Search the listing for the word "checkout" and copy every line where it turns up.
________________________________________
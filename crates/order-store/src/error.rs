use thiserror::Error;

use crate::{OrderId, ProductId, UserId, Version};

/// Errors that can occur when interacting with the order store.
#[derive(Debug, Error)]
pub enum StoreError {
    /// No item exists for the (order, product) pair.
    #[error("Order item not found: order {order_id}, product {product_id}")]
    ItemNotFound {
        order_id: OrderId,
        product_id: ProductId,
    },

    /// The item changed since it was read; the compare-and-set was rejected.
    #[error(
        "Stale order item {order_id}/{product_id}: expected version {expected}, found {actual}"
    )]
    StaleItem {
        order_id: OrderId,
        product_id: ProductId,
        expected: Version,
        actual: Version,
    },

    /// The buyer's cart no longer holds the lines the order was built from,
    /// typically because another checkout consumed them first.
    #[error("Cart of buyer {buyer_id} changed during checkout")]
    CartChanged { buyer_id: UserId },

    /// An order must be written with at least one item.
    #[error("Cannot place an order without items")]
    EmptyOrder,

    /// A persisted row could not be decoded.
    #[error("Corrupt row: {0}")]
    Corrupt(String),

    /// The backend refused the operation.
    #[error("Store unavailable: {0}")]
    Unavailable(String),

    /// A database error occurred.
    #[error("Database error: {0}")]
    Database(#[from] sqlx::Error),

    /// A database migration error occurred.
    #[error("Migration error: {0}")]
    Migration(#[from] sqlx::migrate::MigrateError),
}

/// Result type for order store operations.
pub type Result<T> = std::result::Result<T, StoreError>;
________________________________________
> _SOLUTION TO THE PROBLEM_
    /// typically because another checkout consumed them first.
    #[error("Cart of buyer {buyer_id} changed during checkout")]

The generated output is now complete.